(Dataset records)
_ _ _

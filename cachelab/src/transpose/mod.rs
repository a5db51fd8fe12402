use crate::error::SimError;
use crate::trace::{AccessKind, AccessRecord};

pub use blocking::{transpose_blocked, transpose_row_wise, transpose_submit};
pub use eval::{evaluate, evaluation_geometry, Evaluation, TransposeScore};

mod blocking;
mod eval;

/// Largest supported matrix dimension
pub const MAX_DIM: usize = 256;

/// Size of a matrix element in bytes
pub const ELEMENT_SIZE: u32 = 4;

/// Simulated address of `A[0][0]`
pub const A_BASE: u64 = 0x0010_0000;

/// Simulated address of `B[0][0]`. Both matrices are line aligned and a whole number of cache
/// sizes apart, so `A[i][j]` and `B[i][j]` land in the same set
pub const B_BASE: u64 = A_BASE + (MAX_DIM * MAX_DIM) as u64 * ELEMENT_SIZE as u64;

/// A transpose routine. It reads `A` and writes `B` only through the workspace
pub type TransposeFn = fn(&mut Workspace);

/// A transpose routine registered for evaluation, with the description it is reported under
#[derive(Debug, Copy, Clone)]
pub struct TransposeFunction {
    pub description: &'static str,
    pub run: TransposeFn,
}

pub const SUBMISSION_DESCRIPTION: &str = "Transpose submission";
pub const ROW_WISE_DESCRIPTION: &str = "Simple row-wise scan transpose";

/// Every routine the evaluation driver scores, the graded submission first
pub fn registered_functions() -> Vec<TransposeFunction> {
    vec![
        TransposeFunction {
            description: SUBMISSION_DESCRIPTION,
            run: transpose_submit,
        },
        TransposeFunction {
            description: ROW_WISE_DESCRIPTION,
            run: transpose_row_wise,
        },
    ]
}

/// An `N x M` source matrix `A` and an `M x N` destination matrix `B`, stored row-major at fixed
/// simulated addresses
///
/// Element reads and writes made through `a`, `b` and `set_b` are recorded as 4 byte loads and
/// stores in program order, which is what the evaluator replays against the cache. Values held
/// in locals are free
pub struct Workspace {
    m: usize,
    n: usize,
    a: Vec<i32>,
    b: Vec<i32>,
    accesses: Vec<AccessRecord>,
}

impl Workspace {
    /// Creates a zeroed workspace for an `M`-column, `N`-row source matrix
    pub fn new(m: usize, n: usize) -> Result<Self, SimError> {
        if m == 0 || n == 0 || m > MAX_DIM || n > MAX_DIM {
            return Err(SimError::Configuration(format!(
                "matrix dimensions must be between 1 and {MAX_DIM}, got {m}x{n}"
            )));
        }
        Ok(Self {
            m,
            n,
            a: vec![0; m * n],
            b: vec![0; m * n],
            accesses: Vec::new(),
        })
    }

    /// Columns of `A`, rows of `B`
    pub fn m(&self) -> usize {
        self.m
    }

    /// Rows of `A`, columns of `B`
    pub fn n(&self) -> usize {
        self.n
    }

    /// Reads `A[i][j]`
    pub fn a(&mut self, i: usize, j: usize) -> i32 {
        debug_assert!(i < self.n && j < self.m, "A[{i}][{j}] is out of bounds");
        let index = i * self.m + j;
        self.record(AccessKind::Load, A_BASE, index);
        self.a[index]
    }

    /// Reads `B[i][j]`
    pub fn b(&mut self, i: usize, j: usize) -> i32 {
        debug_assert!(i < self.m && j < self.n, "B[{i}][{j}] is out of bounds");
        let index = i * self.n + j;
        self.record(AccessKind::Load, B_BASE, index);
        self.b[index]
    }

    /// Writes `B[i][j]`
    pub fn set_b(&mut self, i: usize, j: usize, value: i32) {
        debug_assert!(i < self.m && j < self.n, "B[{i}][{j}] is out of bounds");
        let index = i * self.n + j;
        self.record(AccessKind::Store, B_BASE, index);
        self.b[index] = value;
    }

    /// Fills `A` with random values, without recording any accesses
    pub fn fill_a(&mut self, rng: &mut fastrand::Rng) {
        self.fill_a_with(|_, _| rng.i32(..));
    }

    /// Sets every `A[i][j]` to `value(i, j)`, without recording any accesses
    pub fn fill_a_with<F: FnMut(usize, usize) -> i32>(&mut self, mut value: F) {
        let m = self.m;
        for (index, element) in self.a.iter_mut().enumerate() {
            *element = value(index / m, index % m);
        }
    }

    /// The accesses recorded so far, in program order
    pub fn accesses(&self) -> &[AccessRecord] {
        &self.accesses
    }

    pub fn into_accesses(self) -> Vec<AccessRecord> {
        self.accesses
    }

    fn record(&mut self, kind: AccessKind, base: u64, index: usize) {
        let address = base + index as u64 * ELEMENT_SIZE as u64;
        self.accesses.push(AccessRecord::new(kind, address, ELEMENT_SIZE));
    }
}

/// Checks that `B` is the transpose of `A`. Reads the matrices directly, nothing is recorded
pub fn is_transpose(workspace: &Workspace) -> bool {
    let (m, n) = (workspace.m, workspace.n);
    (0..n).all(|i| (0..m).all(|j| workspace.a[i * m + j] == workspace.b[j * n + i]))
}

_ _ _

Go through the records above and retype each one exactly.

- _Solution for this task_:
filename cachelab/src/transpose/mod.rs
repository a5db51fd8fe12402
use crate::error::SimError;
use crate::trace::{AccessKind, AccessRecord};

pub use blocking::{transpose_blocked, transpose_row_wise, transpose_submit};
pub use eval::{evaluate, evaluation_geometry, Evaluation, TransposeScore};

mod blocking;
mod eval;

/// Largest supported matrix dimension
pub const MAX_DIM: usize = 256;

/// Size of a matrix element in bytes
pub const ELEMENT_SIZE: u32 = 4;

/// Simulated address of `A[0][0]`
pub const A_BASE: u64 = 0x0010_0000;

/// Simulated address of `B[0][0]`. Both matrices are line aligned and a whole number of cache
/// sizes apart, so `A[i][j]` and `B[i][j]` land in the same set
pub const B_BASE: u64 = A_BASE + (MAX_DIM * MAX_DIM) as u64 * ELEMENT_SIZE as u64;

/// A transpose routine. It reads `A` and writes `B` only through the workspace
pub type TransposeFn = fn(&mut Workspace);

/// A transpose routine registered for evaluation, with the description it is reported under
#[derive(Debug, Copy, Clone)]
pub struct TransposeFunction {
    pub description: &'static str,
    pub run: TransposeFn,
}

pub const SUBMISSION_DESCRIPTION: &str = "Transpose submission";
pub const ROW_WISE_DESCRIPTION: &str = "Simple row-wise scan transpose";

/// Every routine the evaluation driver scores, the graded submission first
pub fn registered_functions() -> Vec<TransposeFunction> {
    vec![
        TransposeFunction {
            description: SUBMISSION_DESCRIPTION,
            run: transpose_submit,
        },
        TransposeFunction {
            description: ROW_WISE_DESCRIPTION,
            run: transpose_row_wise,
        },
    ]
}

/// An `N x M` source matrix `A` and an `M x N` destination matrix `B`, stored row-major at fixed
/// simulated addresses
///
/// Element reads and writes made through `a`, `b` and `set_b` are recorded as 4 byte loads and
/// stores in program order, which is what the evaluator replays against the cache. Values held
/// in locals are free
pub struct Workspace {
    m: usize,
    n: usize,
    a: Vec<i32>,
    b: Vec<i32>,
    accesses: Vec<AccessRecord>,
}

impl Workspace {
    /// Creates a zeroed workspace for an `M`-column, `N`-row source matrix
    pub fn new(m: usize, n: usize) -> Result<Self, SimError> {
        if m == 0 || n == 0 || m > MAX_DIM || n > MAX_DIM {
            return Err(SimError::Configuration(format!(
                "matrix dimensions must be between 1 and {MAX_DIM}, got {m}x{n}"
            )));
        }
        Ok(Self {
            m,
            n,
            a: vec![0; m * n],
            b: vec![0; m * n],
            accesses: Vec::new(),
        })
    }

    /// Columns of `A`, rows of `B`
    pub fn m(&self) -> usize {
        self.m
    }

    /// Rows of `A`, columns of `B`
    pub fn n(&self) -> usize {
        self.n
    }

    /// Reads `A[i][j]`
    pub fn a(&mut self, i: usize, j: usize) -> i32 {
        debug_assert!(i < self.n && j < self.m, "A[{i}][{j}] is out of bounds");
        let index = i * self.m + j;
        self.record(AccessKind::Load, A_BASE, index);
        self.a[index]
    }

    /// Reads `B[i][j]`
    pub fn b(&mut self, i: usize, j: usize) -> i32 {
        debug_assert!(i < self.m && j < self.n, "B[{i}][{j}] is out of bounds");
        let index = i * self.n + j;
        self.record(AccessKind::Load, B_BASE, index);
        self.b[index]
    }

    /// Writes `B[i][j]`
    pub fn set_b(&mut self, i: usize, j: usize, value: i32) {
        debug_assert!(i < self.m && j < self.n, "B[{i}][{j}] is out of bounds");
        let index = i * self.n + j;
        self.record(AccessKind::Store, B_BASE, index);
        self.b[index] = value;
    }

    /// Fills `A` with random values, without recording any accesses
    pub fn fill_a(&mut self, rng: &mut fastrand::Rng) {
        self.fill_a_with(|_, _| rng.i32(..));
    }

    /// Sets every `A[i][j]` to `value(i, j)`, without recording any accesses
    pub fn fill_a_with<F: FnMut(usize, usize) -> i32>(&mut self, mut value: F) {
        let m = self.m;
        for (index, element) in self.a.iter_mut().enumerate() {
            *element = value(index / m, index % m);
        }
    }

    /// The accesses recorded so far, in program order
    pub fn accesses(&self) -> &[AccessRecord] {
        &self.accesses
    }

    pub fn into_accesses(self) -> Vec<AccessRecord> {
        self.accesses
    }

    fn record(&mut self, kind: AccessKind, base: u64, index: usize) {
        let address = base + index as u64 * ELEMENT_SIZE as u64;
        self.accesses.push(AccessRecord::new(kind, address, ELEMENT_SIZE));
    }
}

/// Checks that `B` is the transpose of `A`. Reads the matrices directly, nothing is recorded
pub fn is_transpose(workspace: &Workspace) -> bool {
    let (m, n) = (workspace.m, workspace.n);
    (0..n).all(|i| (0..m).all(|j| workspace.a[i * m + j] == workspace.b[j * n + i]))
}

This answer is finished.